The family began to experience burning eyes and sore throats, part of a constellation of symptoms that we refer to as
shale gas syndrome
, which also includes headaches, nosebleeds, vomiting, diarrhea, and skin rashes. These symptoms, of course, can be caused by a variety of things but are typical of people we spoke to living near shale gas operations. Predrilling testing of water was not done because this family’s water well was drilled after shale gas operations had begun; likewise, no predrilling air testing was done. After family members began to feel sick, some water testing was done both by the family and the drilling company, with conflicting results. In an effort to protect the children, the family settled with the gas company. Initially, the courts sealed all information about this case with a nondisclosure agreement, effectively removing the evidence of harm from public and scientific scrutiny.

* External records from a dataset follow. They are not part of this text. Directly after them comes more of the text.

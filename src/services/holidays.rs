use serde::{Deserialize, Serialize};

use crate::config::Config;
use crate::error::AppError;

#[derive(Debug, Clone, Serialize)]
#[serde(rename_all = "camelCase")]
pub struct Holiday {
    pub name: String,
    pub date: String,
    pub kind: String,
    pub description: String,
    pub country: String,
}

#[derive(Debug, Serialize)]
#[serde(rename_all = "camelCase")]
pub struct HolidaysResponse {
    pub holidays: Vec<Holiday>,
    pub source: &'static str,
    pub country: String,
    pub year: i32,
}

#[derive(Debug, Deserialize)]
struct CalendarificEnvelope {
    response: Option<CalendarificResponse>,
}

#[derive(Debug, Deserialize)]
struct CalendarificResponse {
    #[serde(default)]
    holidays: Vec<CalendarificHoliday>,
}

#[derive(Debug, Deserialize)]
struct CalendarificHoliday {
    name: String,
    date: CalendarificDate,
    #[serde(default)]
    r#type: Vec<String>,
    #[serde(default)]
    description: Option<String>,
    country: Option<CalendarificCountry>,
}

#[derive(Debug, Deserialize)]
struct CalendarificDate {
    iso: String,
}

#[derive(Debug, Deserialize)]
struct CalendarificCountry {
    name: Option<String>,
}

#[derive(Debug, Deserialize)]
#[serde(rename_all = "camelCase")]
struct NagerHoliday {
    name: String,
    date: String,
    #[serde(default)]
    local_name: Option<String>,
}

/// Public-holiday lookup with a fallback chain: the keyed Calendarific API
/// when configured, the free Nager.Date API otherwise, and a built-in list
/// when both upstreams are unreachable.
#[derive(Clone)]
pub struct HolidayService {
    client: reqwest::Client,
    config: Config,
}

impl HolidayService {
    pub fn new(config: Config) -> Self {
        Self {
            client: reqwest::Client::new(),
            config,
        }
    }

    pub async fn holidays(&self, country: &str, year: i32) -> Result<HolidaysResponse, AppError> {
        if let Some(api_key) = self.config.holidays_api_key.as_deref() {
            match self.fetch_calendarific(api_key, country, year).await {
                Ok(holidays) => {
                    return Ok(HolidaysResponse {
                        holidays,
                        source: "calendarific",
                        country: country.to_string(),
                        year,
                    });
                }
                Err(err) => {
                    log::warn!("Calendarific lookup failed, trying fallback: {}", err);
                }
            }
        }

        match self.fetch_nager(country, year).await {
            Ok(holidays) => Ok(HolidaysResponse {
                holidays,
                source: "nager",
                country: country.to_string(),
                year,
            }),
            Err(err) => {
                log::warn!("Nager lookup failed, serving defaults: {}", err);
                Ok(HolidaysResponse {
                    holidays: default_holidays(year),
                    source: "default",
                    country: country.to_string(),
                    year,
                })
            }
        }
    }

    async fn fetch_calendarific(
        &self,
        api_key: &str,
        country: &str,
        year: i32,
    ) -> anyhow::Result<Vec<Holiday>> {
        let url = format!(
            "https://calendarific.com/api/v2/holidays?api_key={}&country={}&year={}&type=national",
            api_key, country, year
        );

        let envelope: CalendarificEnvelope = self
            .client
            .get(&url)
            .send()
            .await?
            .error_for_status()?
            .json()
            .await?;

        let holidays = envelope
            .response
            .map(|r| r.holidays)
            .unwrap_or_default()
            .into_iter()
            .map(|h| Holiday {
                name: h.name,
                date: h.date.iso,
                kind: h.r#type.into_iter().next().unwrap_or_else(|| "public".to_string()),
                description: h.description.unwrap_or_default(),
                country: h.country.and_then(|c| c.name).unwrap_or_default(),
            })
            .collect();

        Ok(holidays)
    }

    async fn fetch_nager(&self, country: &str, year: i32) -> anyhow::Result<Vec<Holiday>> {
        let url = format!("https://date.nager.at/api/v3/PublicHolidays/{}/{}", year, country);

        let raw: Vec<NagerHoliday> = self
            .client
            .get(&url)
            .send()
            .await?
            .error_for_status()?
            .json()
            .await?;

        let holidays = raw
            .into_iter()
            .map(|h| Holiday {
                name: h.name,
                date: h.date,
                kind: "public".to_string(),
                description: h.local_name.unwrap_or_default(),
                country: country.to_string(),
            })
            .collect();

        Ok(holidays)
    }
}

fn default_holidays(year: i32) -> Vec<Holiday> {
    [
        ("New Year's Day", format!("{year}-01-01"), "New Year's Day"),
        ("Republic Day", format!("{year}-01-26"), "Republic Day of India"),
        ("Independence Day", format!("{year}-08-15"), "Independence Day of India"),
        ("Gandhi Jayanti", format!("{year}-10-02"), "Mahatma Gandhi's Birthday"),
    ]
    .into_iter()
    .map(|(name, date, description)| Holiday {
        name: name.to_string(),
        date,
        kind: "public".to_string(),
        description: description.to_string(),
        country: "India".to_string(),
    })
    .collect()
}

#[cfg(test)]
mod tests {
    use super::*;

    #[test]
    fn default_holidays_track_the_requested_year() {
        let holidays = default_holidays(2026);
        assert_eq!(holidays.len(), 4);
        assert!(holidays.iter().all(|h| h.date.starts_with("2026-")));
    }
}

In hopes of obtaining the family’s health records, we joined several other individuals and organizations to file an amicus brief in a case to have the evidence unsealed. The case was eventually unsealed,
2
revealing a settlement of $750,000 and affidavits the family was compelled to sign as a part of the settlement. The affidavits stated that no medical evidence definitively connects the children’s health problems to gas operations and that the children were in good health.
3
In fact, the children were prohibited from speaking in public about the oil and gas industry for the remainder of their lives, a potential violation of First Amendment rights.
4

Before a judge unsealed this case after extended litigation, we had some idea of the facts of the case but could not study the evidence further, because the nondisclosure agreement effectively bought silence in the public domain. The reversal of a nondisclosure agreement is extremely rare. Let us imagine if other industries that have the potential to affect public health could use the simple tool of a nondisclosure agreement. What if a drug company were to bring a drug to market and when the drug began widespread use, a measurable fraction of the population taking the drug died of heart attacks? It might be difficult to know for certain if the drug was the cause of the fatal heart attacks without further study. Perhaps the simple solution for the drug company would be to pay the families of the victims to keep silent and have all prescription records sealed by court order. The company could then continue to sell the product and make large profits, with the occasional collateral damage. The action would avoid the messy business of an investigation and further study. Of course, this could never be tolerated and a full investigation with complete disclosure of the facts would be required.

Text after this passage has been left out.